*Assignment*
Where does "TusHeaderMap" occur in the listing? Copy every line that holds it.

*Supplied material*
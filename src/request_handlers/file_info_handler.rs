use axum::{
    extract::{Path, State},
    http::{header::CACHE_CONTROL, HeaderValue, StatusCode},
    response::{IntoResponse, Response},
};

use super::TusState;
use crate::error::TusResult;
use crate::filesystem::{file_store::FileStore, session::SessionState};
use crate::TusHeaderMap;

/// `HEAD {base}/:id`. Reports how far the upload got and keeps it alive.
///
/// A session stuck in `Completed` had its finalize fail earlier; the status
/// query is where the client learns about it, so the move is retried here.
pub async fn file_info_handler<T>(
    State(state): State<TusState<T>>,
    Path(id): Path<String>,
) -> TusResult<Response>
where
    T: FileStore + 'static,
{
    let mut status = state.engine.status(&id).await?;

    if status.state == SessionState::Completed {
        match state.engine.finalize(&id).await {
            Ok(artifact) => {
                tracing::info!(session_id = %id, permanent_id = %artifact.id, "finalize retried from status query");
                status = state.engine.status(&id).await?;
            }
            Err(e) => tracing::warn!(session_id = %id, error = %e, "finalize retry failed"),
        }
    }

    let upload_metadata = if status.metadata.is_empty() {
        None
    } else {
        Some(status.metadata.to_header_value())
    };

    let mut headers = TusHeaderMap {
        upload_offset: Some(status.received_offset),
        upload_length: i64::try_from(status.declared_length).ok(),
        upload_metadata,
        upload_expires: status.expires_at,
        permanent_id: status.permanent_id,
        ..Default::default()
    }
    .into_header_map();
    headers.insert(CACHE_CONTROL, HeaderValue::from_static("no-store"));

    Ok((StatusCode::OK, headers).into_response())
}

#[cfg(test)]
mod tests {
    use super::super::tests::{app, create, patch, tus_request};
    use axum::body::Body;
    use http::{Method, StatusCode};
    use tempfile::TempDir;
    use tower::ServiceExt;

    #[tokio::test]
    async fn test_head_reports_progress() {
        let dir = TempDir::new().unwrap();
        let (app, _engine) = app(&dir).await;
        let location = create(&app, 1000, "a.bin").await;
        patch(&app, &location, 0, &[7u8; 600]).await;

        let response = app
            .oneshot(tus_request(Method::HEAD, &location).body(Body::empty()).unwrap())
            .await
            .unwrap();

        assert_eq!(response.status(), StatusCode::OK);
        assert_eq!(response.headers()["upload-offset"], "600");
        assert_eq!(response.headers()["upload-length"], "1000");
        assert_eq!(response.headers()["upload-metadata"], "filename YS5iaW4=");
        assert_eq!(response.headers()["cache-control"], "no-store");
        assert!(response.headers().contains_key("upload-expires"));
    }

    #[tokio::test]
    async fn test_head_on_unknown_upload_is_not_found() {
        let dir = TempDir::new().unwrap();
        let (app, _engine) = app(&dir).await;

        let response = app
            .oneshot(
                tus_request(Method::HEAD, "/files/tus/missing")
                    .body(Body::empty())
                    .unwrap(),
            )
            .await
            .unwrap();

        assert_eq!(response.status(), StatusCode::NOT_FOUND);
    }

    #[tokio::test]
    async fn test_head_retries_failed_finalize() {
        let dir = TempDir::new().unwrap();
        let (app, engine) = app(&dir).await;
        let location = create(&app, 2, "late.bin").await;

        let uploads = engine.file_store().root_path().to_path_buf();
        std::fs::remove_dir_all(&uploads).unwrap();
        let response = patch(&app, &location, 0, b"ok").await;
        assert_eq!(response.status(), StatusCode::INTERNAL_SERVER_ERROR);

        std::fs::create_dir_all(&uploads).unwrap();
        let response = app
            .oneshot(tus_request(Method::HEAD, &location).body(Body::empty()).unwrap())
            .await
            .unwrap();

        assert_eq!(response.status(), StatusCode::OK);
        assert_eq!(response.headers()["upload-permanent-id"], "late.bin");
        assert!(uploads.join("late.bin").exists());
    }
}
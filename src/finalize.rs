//! Moves a completed upload into permanent storage.

use chrono::{DateTime, Utc};
use std::sync::Arc;

use crate::error::{TusError, TusResult};
use crate::filesystem::{
    file_store::{sanitize_file_name, FileStore},
    session::{SessionState, UploadSession},
    session_store::SessionGuard,
};

const DEFAULT_CONTENT_TYPE: &str = "application/octet-stream";

/// Where a finalized upload ended up.
#[derive(Debug, Clone, PartialEq, Eq)]
pub struct PermanentArtifact {
    pub id: String,
    pub content_type: String,
    pub length: u64,
    pub last_modified: DateTime<Utc>,
}

impl PermanentArtifact {
    fn from_session(session: &UploadSession, id: String) -> Self {
        let content_type = session
            .metadata
            .content_type()
            .map(str::to_string)
            .unwrap_or_else(|| {
                mime_guess::from_path(&id)
                    .first_raw()
                    .unwrap_or(DEFAULT_CONTENT_TYPE)
                    .to_string()
            });

        Self {
            id,
            content_type,
            length: session.declared_length,
            last_modified: session.last_activity_at,
        }
    }
}

pub struct FinalizePipeline<S> {
    file_store: Arc<S>,
}

impl<S: FileStore> FinalizePipeline<S> {
    pub fn new(file_store: Arc<S>) -> Self {
        Self { file_store }
    }

    pub fn file_store(&self) -> &Arc<S> {
        &self.file_store
    }

    /// Finalizes the locked session. Calling it again on a finalized session
    /// returns the same artifact without touching storage. A failed move leaves
    /// the session `Completed` with its temporary artifact intact.
    pub async fn finalize(&self, guard: &mut SessionGuard<'_>) -> TusResult<PermanentArtifact> {
        let session = guard.session();

        match session.state {
            SessionState::Completed => {}
            SessionState::Finalized => {
                let id = session
                    .permanent_id
                    .clone()
                    .ok_or_else(|| TusError::FinalizeFailed(format!("session {} has no permanent id", session.id)))?;
                return Ok(PermanentArtifact::from_session(&session, id));
            }
            from => {
                return Err(TusError::IllegalTransition {
                    from,
                    to: SessionState::Finalized,
                })
            }
        }

        let declared_name = session
            .metadata
            .filename()
            .and_then(sanitize_file_name)
            .unwrap_or_else(|| session.id.clone());

        let Some(temp_path) = session.temp_path.as_deref() else {
            return Err(TusError::FinalizeFailed(format!(
                "session {} has no temporary artifact",
                session.id
            )));
        };

        let id = match self.file_store.adopt(temp_path, &declared_name).await {
            Ok(id) => id,
            Err(e) => {
                tracing::error!(session_id = %session.id, error = %e, "finalize failed, session stays completed");
                return Err(TusError::FinalizeFailed(e.to_string()));
            }
        };

        // The bytes are in permanent storage now; a failed record write only
        // delays the durable copy of the state until the next record sync.
        let finalized = match guard.mark_finalized(id.clone()).await {
            Ok(finalized) => finalized,
            Err(e) => {
                tracing::error!(
                    session_id = %session.id,
                    permanent_id = %id,
                    error = %e,
                    "artifact moved but session record could not be written"
                );
                guard.session()
            }
        };

        tracing::info!(
            session_id = %finalized.id,
            permanent_id = %id,
            length = finalized.declared_length,
            "upload finalized"
        );

        Ok(PermanentArtifact::from_session(&finalized, id))
    }

    /// Whether `bytes` at `offset` repeat the chunk that completed this
    /// finalized session, compared against the permanent artifact.
    pub async fn is_final_chunk_retry(&self, session: &UploadSession, offset: u64, bytes: &[u8]) -> bool {
        let (Some(last), Some(permanent_id)) = (session.last_chunk, session.permanent_id.as_deref()) else {
            return false;
        };

        if bytes.is_empty() || last.offset != offset || last.length != bytes.len() as u64 {
            return false;
        }

        let stored = match self.file_store.fetch(permanent_id).await {
            Ok(stored) => stored,
            Err(e) => {
                tracing::debug!(session_id = %session.id, permanent_id, error = %e, "permanent artifact unavailable for retry check");
                return false;
            }
        };

        let (Ok(start), Ok(end)) = (usize::try_from(offset), usize::try_from(offset + last.length)) else {
            return false;
        };

        stored.bytes.get(start..end) == Some(bytes)
    }
}

#[cfg(test)]
mod tests {
    use super::*;
    use crate::filesystem::{
        chunk_writer::ChunkWriter, file_store::LocalFileStore, metadata::Metadata,
        session_store::SessionStore,
    };
    use tempfile::TempDir;

    struct Fixture {
        _dir: TempDir,
        sessions: SessionStore,
        pipeline: FinalizePipeline<LocalFileStore>,
    }

    async fn fixture() -> Fixture {
        let dir = TempDir::new().unwrap();
        let sessions = SessionStore::open(dir.path().join("tmp")).await.unwrap();
        let files = LocalFileStore::new(dir.path().join("uploads")).await.unwrap();

        Fixture {
            _dir: dir,
            sessions,
            pipeline: FinalizePipeline::new(Arc::new(files)),
        }
    }

    async fn completed_session(fx: &Fixture, metadata: Metadata, body: &[u8]) -> String {
        let session = fx.sessions.create(body.len() as i64, metadata).await.unwrap();
        let mut guard = fx.sessions.lock(&session.id).await.unwrap();
        ChunkWriter::new().write_chunk(&mut guard, 0, body).await.unwrap();
        guard.mark_state(SessionState::Completed).await.unwrap();
        session.id
    }

    #[tokio::test]
    async fn test_finalize_moves_artifact_under_declared_name() {
        let fx = fixture().await;
        let metadata: Metadata = [("filename", "report.pdf")].into_iter().collect();
        let id = completed_session(&fx, metadata, b"%PDF").await;

        let mut guard = fx.sessions.lock(&id).await.unwrap();
        let artifact = fx.pipeline.finalize(&mut guard).await.unwrap();

        assert_eq!(artifact.id, "report.pdf");
        assert_eq!(artifact.content_type, "application/pdf");
        assert_eq!(artifact.length, 4);
        assert_eq!(guard.session().state, SessionState::Finalized);
        assert!(guard.session().temp_path.is_none());
        assert!(!fx.sessions.artifact_path(&id).exists());

        let stored = fx.pipeline.file_store().fetch("report.pdf").await.unwrap();
        assert_eq!(&stored.bytes[..], b"%PDF");
    }

    #[tokio::test]
    async fn test_finalize_is_idempotent() {
        let fx = fixture().await;
        let metadata: Metadata = [("filename", "a.bin")].into_iter().collect();
        let id = completed_session(&fx, metadata, b"abc").await;

        let mut guard = fx.sessions.lock(&id).await.unwrap();
        let first = fx.pipeline.finalize(&mut guard).await.unwrap();
        let second = fx.pipeline.finalize(&mut guard).await.unwrap();

        assert_eq!(first.id, second.id);
        assert_eq!(fx.pipeline.file_store().list_metadata().await.unwrap().len(), 1);
    }

    #[tokio::test]
    async fn test_traversal_in_filename_is_stripped() {
        let fx = fixture().await;
        let metadata: Metadata = [("filename", "../../outside.txt")].into_iter().collect();
        let id = completed_session(&fx, metadata, b"x").await;

        let mut guard = fx.sessions.lock(&id).await.unwrap();
        let artifact = fx.pipeline.finalize(&mut guard).await.unwrap();

        assert_eq!(artifact.id, "outside.txt");
        assert!(fx.pipeline.file_store().exists("outside.txt").await);
    }

    #[tokio::test]
    async fn test_missing_filename_falls_back_to_session_id() {
        let fx = fixture().await;
        let id = completed_session(&fx, Metadata::new(), b"x").await;

        let mut guard = fx.sessions.lock(&id).await.unwrap();
        let artifact = fx.pipeline.finalize(&mut guard).await.unwrap();

        assert_eq!(artifact.id, id);
        assert_eq!(artifact.content_type, DEFAULT_CONTENT_TYPE);
    }

    #[tokio::test]
    async fn test_active_session_cannot_be_finalized() {
        let fx = fixture().await;
        let session = fx.sessions.create(10, Metadata::new()).await.unwrap();

        let mut guard = fx.sessions.lock(&session.id).await.unwrap();
        let result = fx.pipeline.finalize(&mut guard).await;

        assert!(matches!(
            result,
            Err(TusError::IllegalTransition {
                from: SessionState::Active,
                to: SessionState::Finalized
            })
        ));
    }

    #[tokio::test]
    async fn test_failed_move_keeps_session_completed() {
        let fx = fixture().await;
        let metadata: Metadata = [("filename", "a.bin")].into_iter().collect();
        let id = completed_session(&fx, metadata, b"abc").await;

        std::fs::remove_dir_all(fx.pipeline.file_store().root_path()).unwrap();

        let mut guard = fx.sessions.lock(&id).await.unwrap();
        let result = fx.pipeline.finalize(&mut guard).await;

        assert!(matches!(result, Err(TusError::FinalizeFailed(_))));
        assert_eq!(guard.session().state, SessionState::Completed);
        assert_eq!(std::fs::read(fx.sessions.artifact_path(&id)).unwrap(), b"abc");
    }

    #[tokio::test]
    async fn test_unwritable_record_after_move_still_finalizes() {
        let fx = fixture().await;
        let metadata: Metadata = [("filename", "a.bin")].into_iter().collect();
        let id = completed_session(&fx, metadata, b"abc").await;

        // A directory where the staging record goes makes the record write fail.
        let staging = fx.sessions.record_path(&id).with_extension("info.tmp");
        std::fs::create_dir(&staging).unwrap();

        let mut guard = fx.sessions.lock(&id).await.unwrap();
        let artifact = fx.pipeline.finalize(&mut guard).await.unwrap();
        assert_eq!(artifact.id, "a.bin");
        assert_eq!(guard.session().state, SessionState::Finalized);

        let again = fx.pipeline.finalize(&mut guard).await.unwrap();
        assert_eq!(again.id, "a.bin");
        assert_eq!(fx.pipeline.file_store().list_metadata().await.unwrap().len(), 1);
        drop(guard);

        std::fs::remove_dir(&staging).unwrap();
        assert_eq!(fx.sessions.sync_records().await, 0);

        let reopened = SessionStore::open(fx.sessions.root()).await.unwrap();
        reopened.restore().await.unwrap();
        let restored = reopened.get(&id).unwrap();
        assert_eq!(restored.state, SessionState::Finalized);
        assert_eq!(restored.permanent_id.as_deref(), Some("a.bin"));
    }
}
use base64::Engine as _;
use serde::{Deserialize, Serialize};
use std::collections::BTreeMap;

/// Opaque key/value metadata captured when an upload is created.
///
/// Values are kept decoded; the engine only looks inside at finalize time.
#[derive(Default, Debug, Clone, PartialEq, Eq, Serialize, Deserialize)]
pub struct Metadata(BTreeMap<String, String>);

#[derive(Debug, PartialEq, thiserror::Error)]
pub enum MetadataError {
    #[error("metadata value for {key} is not valid base64: {reason}")]
    DecodeError { key: String, reason: String },
    #[error("metadata value for {0} is not valid utf-8")]
    InvalidUtf8(String),
    #[error("malformed Upload-Metadata header")]
    InvalidMetadataFormat,
}

impl Metadata {
    pub fn new() -> Self {
        Default::default()
    }

    pub fn get(&self, key: &str) -> Option<&str> {
        self.0.get(key).map(String::as_str)
    }

    /// Declared file name, from `filename` or the older `name` key.
    pub fn filename(&self) -> Option<&str> {
        self.get("filename")
            .or_else(|| self.get("name"))
            .filter(|v| !v.trim().is_empty())
    }

    /// Declared content type, from `filetype` or `contentType`.
    pub fn content_type(&self) -> Option<&str> {
        self.get("filetype")
            .or_else(|| self.get("contentType"))
            .filter(|v| !v.trim().is_empty())
    }

    pub fn len(&self) -> usize {
        self.0.len()
    }

    pub fn is_empty(&self) -> bool {
        self.0.is_empty()
    }

    /// Renders the metadata back into `Upload-Metadata` form.
    pub fn to_header_value(&self) -> String {
        self.0
            .iter()
            .map(|(key, value)| {
                if value.is_empty() {
                    key.clone()
                } else {
                    format!(
                        "{} {}",
                        key,
                        base64::engine::general_purpose::STANDARD.encode(value)
                    )
                }
            })
            .collect::<Vec<_>>()
            .join(",")
    }
}

impl<K: Into<String>, V: Into<String>> FromIterator<(K, V)> for Metadata {
    fn from_iter<I: IntoIterator<Item = (K, V)>>(iter: I) -> Self {
        Metadata(
            iter.into_iter()
                .map(|(k, v)| (k.into(), v.into()))
                .collect(),
        )
    }
}

impl TryFrom<&str> for Metadata {
    type Error = MetadataError;

    /// Parses an [`Upload-Metadata`](https://tus.io/protocols/resumable-upload.html#upload-metadata)
    /// header: comma separated `key base64value` pairs, the value being optional.
    fn try_from(value: &str) -> Result<Self, Self::Error> {
        if value.trim().is_empty() {
            return Err(MetadataError::InvalidMetadataFormat);
        }

        let mut metadata = Metadata::new();

        for pair in value.split(',') {
            let pair = pair.trim();

            if pair.is_empty() {
                continue;
            }

            let parts: Vec<&str> = pair.split(' ').filter(|v| !v.is_empty()).collect();

            let (key, encoded) = match parts.as_slice() {
                [key] => (*key, None),
                [key, encoded] => (*key, Some(*encoded)),
                _ => return Err(MetadataError::InvalidMetadataFormat),
            };

            let value = match encoded {
                Some(encoded) => {
                    let raw = base64::engine::general_purpose::STANDARD
                        .decode(encoded)
                        .map_err(|e| MetadataError::DecodeError {
                            key: key.to_string(),
                            reason: e.to_string(),
                        })?;
                    String::from_utf8(raw).map_err(|_| MetadataError::InvalidUtf8(key.to_string()))?
                }
                None => String::default(),
            };

            metadata.0.insert(key.to_string(), value);
        }

        if metadata.is_empty() {
            return Err(MetadataError::InvalidMetadataFormat);
        }

        Ok(metadata)
    }
}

*Solution to the problem*
use crate::TusHeaderMap;
    let mut headers = TusHeaderMap {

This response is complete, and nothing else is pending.